### Activity
Every line of the material below, from the top through the line with "self.retain_active();", should be reproduced exactly.

### Supplied records
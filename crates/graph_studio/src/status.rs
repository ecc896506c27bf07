//! Short-lived notices shown over the application.

use std::collections::VecDeque;
use std::time::Duration;

use web_time::Instant;

#[derive(Debug, Clone, Copy, PartialEq, Eq)]
pub enum StatusKind {
    Info,
    Success,
}

#[derive(Debug, Clone)]
pub struct StatusMsg {
    pub kind: StatusKind,
    pub text: String,
    pub at: Instant,
    pub timeout: Duration,
}

impl StatusMsg {
    pub fn is_expired_at(&self, now: Instant) -> bool {
        now.saturating_duration_since(self.at) > self.timeout
    }
}

#[derive(Debug, Default)]
pub struct StatusQueue {
    q: VecDeque<StatusMsg>,
}

impl StatusQueue {
    pub fn new() -> Self {
        Self::default()
    }

    pub fn push_custom(&mut self, kind: StatusKind, text: impl Into<String>, timeout: Duration) {
        self.q.push_back(StatusMsg {
            kind,
            text: text.into(),
            at: Instant::now(),
            timeout,
        });
    }

    pub fn push_info(&mut self, text: impl Into<String>) {
        self.push_custom(StatusKind::Info, text, Duration::from_millis(3000));
    }

    pub fn push_success(&mut self, text: impl Into<String>) {
        self.push_custom(StatusKind::Success, text, Duration::from_millis(3500));
    }

    pub fn retain_active(&mut self) {
        self.retain_active_now(Instant::now());
    }

    pub fn retain_active_now(&mut self, now: Instant) {
        self.q.retain(|m| !m.is_expired_at(now));
    }

    /// Most recent message still queued.
    pub fn latest(&self) -> Option<&StatusMsg> {
        self.q.back()
    }

    pub fn len(&self) -> usize {
        self.q.len()
    }

    pub fn is_empty(&self) -> bool {
        self.q.is_empty()
    }

    /// Paints the latest message as a toast in the bottom-right corner.
    pub fn show(&mut self, ctx: &egui::Context) {
        self.retain_active();
        let Some(msg) = self.latest() else {
            return;
        };
        let color = match msg.kind {
            StatusKind::Info => ctx.style().visuals.text_color(),
            StatusKind::Success => egui::Color32::from_rgb(60, 170, 90),
        };
        let offset = crate::ui_consts::TOAST_OFFSET;
        egui::Area::new(egui::Id::new("graph_studio_status_toast"))
            .anchor(egui::Align2::RIGHT_BOTTOM, egui::vec2(-offset, -offset))
            .interactable(false)
            .show(ctx, |ui| {
                egui::Frame::popup(ui.style()).show(ui, |ui| {
                    ui.colored_label(color, &msg.text);
                });
            });
        ctx.request_repaint_after(Duration::from_millis(250));
    }
}

#[cfg(test)]
mod tests {
    use super::*;

    #[test]
    fn timeouts_and_latest() {
        let mut sq = StatusQueue::new();
        sq.push_custom(StatusKind::Info, "i1", Duration::from_millis(100));
        sq.push_custom(StatusKind::Success, "ok1", Duration::from_millis(200));

        let now = Instant::now() + Duration::from_millis(150);
        sq.retain_active_now(now);

        assert_eq!(sq.len(), 1);
        let latest = sq.latest().unwrap();
        assert_eq!(latest.kind, StatusKind::Success);
        assert_eq!(latest.text, "ok1");

        sq.retain_active_now(Instant::now() + Duration::from_millis(250));
        assert!(sq.is_empty());
    }
}
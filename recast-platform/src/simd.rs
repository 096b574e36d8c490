//! SIMD capability probing.
//!
//! Queries the running CPU for vector extensions and derives the widest
//! vector register width the host can use. The engine installs this width as
//! an attribute on every loaded function, so the probe prefers asking the
//! CPU over per-architecture assumptions: AVX-512 and SVE availability
//! varies between parts of the same family.

use std::fmt;

/// Architecture families the vector probe knows how to question.
///
/// Anything else gets the conservative baseline.
#[derive(Debug, Clone, Copy, PartialEq, Eq)]
pub enum HostArch {
    X86_64,
    Aarch64,
    Riscv64,
    Other,
}

impl HostArch {
    /// The architecture this build runs on.
    pub fn detect() -> Self {
        #[cfg(target_arch = "x86_64")]
        return HostArch::X86_64;
        #[cfg(target_arch = "aarch64")]
        return HostArch::Aarch64;
        #[cfg(target_arch = "riscv64")]
        return HostArch::Riscv64;

        #[allow(unreachable_code)]
        HostArch::Other
    }
}

impl fmt::Display for HostArch {
    fn fmt(&self, f: &mut fmt::Formatter<'_>) -> fmt::Result {
        let s = match self {
            HostArch::X86_64 => "x86_64",
            HostArch::Aarch64 => "aarch64",
            HostArch::Riscv64 => "riscv64",
            HostArch::Other => "unknown",
        };
        write!(f, "{}", s)
    }
}

/// What the vector units of a host can do.
#[derive(Debug, Clone, PartialEq, Eq)]
pub struct SimdCapabilities {
    /// Whether any SIMD support was detected
    pub supported: bool,
    /// Maximum vector register width in bits (128, 256, 512, 2048)
    pub max_vector_width: u32,
    /// Whether 128-bit vectors are supported
    pub v128_supported: bool,
    /// Whether 256-bit vectors are supported
    pub v256_supported: bool,
    /// Whether 512-bit vectors are supported
    pub v512_supported: bool,
    /// Whether fused multiply-add is supported
    pub fma_supported: bool,
    /// Names of detected vector extensions, in detection order
    pub features: Vec<String>,
}

impl Default for SimdCapabilities {
    fn default() -> Self {
        Self {
            supported: false,
            max_vector_width: 128,
            v128_supported: false,
            v256_supported: false,
            v512_supported: false,
            fma_supported: false,
            features: Vec::new(),
        }
    }
}

impl SimdCapabilities {
    /// Probe the running CPU.
    ///
    /// The width hint follows the widest extension found: 512 with AVX-512,
    /// 256 with AVX, 2048 with SVE, 128 otherwise.
    pub fn detect_host() -> Self {
        #[cfg(target_arch = "x86_64")]
        {
            Self::detect_x86_64_runtime()
        }
        #[cfg(target_arch = "aarch64")]
        {
            Self::detect_aarch64_runtime()
        }
        #[cfg(not(any(target_arch = "x86_64", target_arch = "aarch64")))]
        {
            Self::baseline(HostArch::detect())
        }
    }

    /// Guaranteed-by-architecture capabilities, used when the CPU cannot be
    /// queried at runtime.
    pub fn baseline(arch: HostArch) -> Self {
        match arch {
            HostArch::X86_64 => Self {
                supported: true,
                max_vector_width: 128, // SSE2 floor; wider needs a runtime check
                v128_supported: true,
                v256_supported: false,
                v512_supported: false,
                fma_supported: false,
                features: vec!["sse2".to_string()],
            },
            HostArch::Aarch64 => Self {
                supported: true,
                max_vector_width: 128, // NEON floor
                v128_supported: true,
                v256_supported: false,
                v512_supported: false,
                fma_supported: true,
                features: vec!["neon".to_string()],
            },
            HostArch::Riscv64 => Self {
                supported: true,
                max_vector_width: 128,
                v128_supported: true,
                v256_supported: false,
                v512_supported: false,
                fma_supported: false,
                features: vec!["v".to_string()],
            },
            HostArch::Other => Self::default(),
        }
    }

    #[cfg(target_arch = "x86_64")]
    fn detect_x86_64_runtime() -> Self {
        let mut caps = Self {
            supported: true,
            v128_supported: true, // SSE2 is baseline for x86_64
            max_vector_width: 128,
            ..Self::default()
        };
        caps.features.push("sse2".to_string());

        for feat in ["sse3", "ssse3", "sse4.1", "sse4.2"] {
            let present = match feat {
                "sse3" => std::arch::is_x86_feature_detected!("sse3"),
                "ssse3" => std::arch::is_x86_feature_detected!("ssse3"),
                "sse4.1" => std::arch::is_x86_feature_detected!("sse4.1"),
                "sse4.2" => std::arch::is_x86_feature_detected!("sse4.2"),
                _ => false,
            };
            if present {
                caps.features.push(feat.to_string());
            }
        }

        if std::arch::is_x86_feature_detected!("avx") {
            caps.features.push("avx".to_string());
            caps.v256_supported = true;
            caps.max_vector_width = 256;
        }
        if std::arch::is_x86_feature_detected!("avx2") {
            caps.features.push("avx2".to_string());
        }
        if std::arch::is_x86_feature_detected!("fma") {
            caps.features.push("fma".to_string());
            caps.fma_supported = true;
        }
        if std::arch::is_x86_feature_detected!("avx512f") {
            caps.features.push("avx512f".to_string());
            caps.v512_supported = true;
            caps.max_vector_width = 512;
        }

        caps
    }

    #[cfg(target_arch = "aarch64")]
    fn detect_aarch64_runtime() -> Self {
        let mut caps = Self {
            supported: true,
            v128_supported: true, // NEON is baseline for AArch64
            max_vector_width: 128,
            fma_supported: true,
            ..Self::default()
        };
        caps.features.push("neon".to_string());

        if std::arch::is_aarch64_feature_detected!("sve") {
            caps.features.push("sve".to_string());
            // SVE registers scale up to 2048 bits; the hint is the ceiling.
            caps.max_vector_width = 2048;
        }

        caps
    }

    /// Check if a specific vector width is supported.
    pub fn supports_vector_width(&self, width: u32) -> bool {
        if !self.supported {
            return false;
        }
        match width {
            128 => self.v128_supported,
            256 => self.v256_supported,
            512 => self.v512_supported,
            _ => width <= self.max_vector_width,
        }
    }

    /// Render the feature bag as a comma-separated attribute string.
    pub fn feature_string(&self) -> String {
        self.features.join(",")
    }
}
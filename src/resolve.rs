//! Symbol resolution by demangled signature.
//!
//! Callers name functions the way a human reads them: `hot_loop(ptr, i32)`.
//! Matching is whitespace-insensitive and accepts a prefix of the candidate,
//! so `hot_loop(ptr` and `hot_loop(ptr,i32)` both resolve. Prefix tolerance
//! insulates callers from trailing qualifiers and type-spelling drift in the
//! producing toolchain.

use tracing::{debug, warn};

use crate::demangle;
use crate::ir::{Function, Module};

/// The demangled signature of a function: from its mangled symbol when it
/// demangles, otherwise rendered from the IR signature.
pub fn demangled_signature(func: &Function) -> String {
    demangle::demangle(&func.name).unwrap_or_else(|| func.rendered_signature())
}

fn normalize(s: &str) -> String {
    s.chars().filter(|c| !c.is_whitespace()).collect()
}

/// Find a defined function whose demangled signature equals or starts with
/// the query (whitespace removed from both sides).
///
/// Candidates are scanned in module insertion order. When several match, a
/// warning is emitted and the shortest demangled name wins, first one on
/// ties.
pub fn find_function<'m>(module: &'m Module, query: &str) -> Option<&'m Function> {
    let normalized_query = normalize(query);
    let mut matches: Vec<(&'m Function, String)> = Vec::new();

    for func in module.functions() {
        if func.is_declaration() {
            continue;
        }
        let demangled = demangled_signature(func);
        let normalized = normalize(&demangled);
        if normalized == normalized_query || normalized.starts_with(&normalized_query) {
            debug!(symbol = %func.name, %demangled, "resolver candidate");
            matches.push((func, demangled));
        }
    }

    if matches.len() > 1 {
        let names: Vec<&str> = matches.iter().map(|(_, d)| d.as_str()).collect();
        warn!(query, candidates = ?names, "ambiguous function query");
        eprintln!(
            "find_function: query '{}' matches {} candidates, picking shortest",
            query,
            matches.len()
        );
        matches.sort_by_key(|(_, d)| d.len());
    }

    matches.into_iter().next().map(|(f, _)| f)
}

### Response to the exercise
filename crates/graph_studio/src/status.rs
repository ecc896506c27bf07
//! Short-lived notices shown over the application.

use std::collections::VecDeque;
use std::time::Duration;

use web_time::Instant;

#[derive(Debug, Clone, Copy, PartialEq, Eq)]
pub enum StatusKind {
    Info,
    Success,
}

#[derive(Debug, Clone)]
pub struct StatusMsg {
    pub kind: StatusKind,
    pub text: String,
    pub at: Instant,
    pub timeout: Duration,
}

impl StatusMsg {
    pub fn is_expired_at(&self, now: Instant) -> bool {
        now.saturating_duration_since(self.at) > self.timeout
    }
}

#[derive(Debug, Default)]
pub struct StatusQueue {
    q: VecDeque<StatusMsg>,
}

impl StatusQueue {
    pub fn new() -> Self {
        Self::default()
    }

    pub fn push_custom(&mut self, kind: StatusKind, text: impl Into<String>, timeout: Duration) {
        self.q.push_back(StatusMsg {
            kind,
            text: text.into(),
            at: Instant::now(),
            timeout,
        });
    }

    pub fn push_info(&mut self, text: impl Into<String>) {
        self.push_custom(StatusKind::Info, text, Duration::from_millis(3000));
    }

    pub fn push_success(&mut self, text: impl Into<String>) {
        self.push_custom(StatusKind::Success, text, Duration::from_millis(3500));
    }

    pub fn retain_active(&mut self) {
        self.retain_active_now(Instant::now());
    }

    pub fn retain_active_now(&mut self, now: Instant) {
        self.q.retain(|m| !m.is_expired_at(now));
    }

    /// Most recent message still queued.
    pub fn latest(&self) -> Option<&StatusMsg> {
        self.q.back()
    }

    pub fn len(&self) -> usize {
        self.q.len()
    }

    pub fn is_empty(&self) -> bool {
        self.q.is_empty()
    }

    /// Paints the latest message as a toast in the bottom-right corner.
    pub fn show(&mut self, ctx: &egui::Context) {
        self.retain_active();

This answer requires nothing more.